Malgré un programme bien encadré par l’ONU, la compétition reste une grande consommatrice de CO2. Pas bien.

 

D’abord, il faut rappeler que la FIFA est la première institution internationale sportive à avoir adhéré au programme Climate Neutral Now. Ce dispositif créé par l’ONU vise à compenser les émissions de gaz à effet de serre générées par la compétition.

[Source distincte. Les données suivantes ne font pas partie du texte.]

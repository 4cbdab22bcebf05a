//! Farm use cases.

use common::FarmId;
use domain::{Farm, FarmPatch, FarmWithProducer, NewFarm, validate_areas};
use storage::{DeleteResult, FarmRepository, Page, Repositories, Repository};

use crate::Result;
use crate::error::ApplicationError;

/// Farm use cases over any repository provider.
#[derive(Clone)]
pub struct FarmService<R: Repositories> {
    repos: R,
}

impl<R: Repositories> FarmService<R> {
    pub fn new(repos: R) -> Self {
        Self { repos }
    }

    /// Creates a farm after re-checking the area-sum constraint.
    #[tracing::instrument(skip(self, input), fields(farm_name = %input.name, producer_id = %input.producer_id))]
    pub async fn create(&self, input: NewFarm) -> Result<Farm> {
        validate_areas(
            input.total_area,
            input.agricultural_area,
            input.vegetation_area,
        )?;

        let farm = self.repos.farms().create(input).await?;

        metrics::counter!("farms_created_total").increment(1);
        tracing::info!(
            event = "farm_created",
            farm_id = %farm.id,
            producer_id = %farm.producer_id,
            total_area = farm.total_area,
            "farm created"
        );

        Ok(farm)
    }

    #[tracing::instrument(skip(self))]
    pub async fn get_by_id(&self, id: FarmId) -> Result<Farm> {
        self.repos
            .farms()
            .find_one(id)
            .await?
            .ok_or_else(|| ApplicationError::NotFound("Farm not found".to_string()))
    }

    /// Paginated farm listing.
    pub async fn list(&self, page: u32, limit: u32) -> Result<Page<Farm>> {
        Ok(self.repos.farms().paginate(page, limit).await?)
    }

    /// Applies a partial patch and returns the farm with its producer.
    #[tracing::instrument(skip(self, patch))]
    pub async fn update(&self, id: FarmId, patch: FarmPatch) -> Result<FarmWithProducer> {
        validate_areas(patch.total_area, patch.agricultural_area, patch.vegetation_area)?;

        let updated = self.repos.farms().update(id, patch).await?;
        if updated.is_none() {
            return Err(ApplicationError::NotFound("Farm not found".to_string()));
        }

        self.repos
            .farms()
            .find_with_producer(id)
            .await?
            .ok_or_else(|| ApplicationError::NotFound("Farm not found".to_string()))
    }

    /// Hard-deletes a farm; `success` is false when the row was absent.
    #[tracing::instrument(skip(self))]
    pub async fn delete(&self, id: FarmId) -> Result<DeleteResult> {
        let farm = self.repos.farms().find_one(id).await?;
        let result = self.repos.farms().delete(id).await?;

        if result.success {
            tracing::info!(
                event = "farm_deleted",
                farm_id = %id,
                farm_name = farm.as_ref().map(|f| f.name.as_str()).unwrap_or("unknown"),
                "farm deleted"
            );
        }
        Ok(result)
    }
}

Et le bilan est plutôt salé ! Entre les voyages des supporters, des équipes et des officiels, leur hébergement, la production de gadgets, de maillots pour la publicité, de casquettes et la logistique, la Coupe du Monde est une usine à CO2 à elle toute seule. Lors de l’édition sud-africaine de 2010, la compétition a contribué au relâchement de 2,3 millions de tonnes de GES (éq.CO2). A quoi, il faut ajouter les émissions imputables à la construction des stades, des voiries et de nouveaux hôtels. Et les rejets carbonés des seules équipes de télévision: 24.000 tonnes de.CO2.

 

Les premières estimations des rejets de GES de la Coupe du Monde en Russie sont à peu près dans les mêmes proportions.Cette fois, la Fifa entend compenser la totalité des émissions dont elle estime avoir la responsabilité, soit 243 000 tonnes. A quoi elle ajoute 100 000 tonnes  qui seront émises par les supporters. Sur le site de la Fifa, les acheteurs de billets ont d’ailleurs été invités à cocher la case compensation.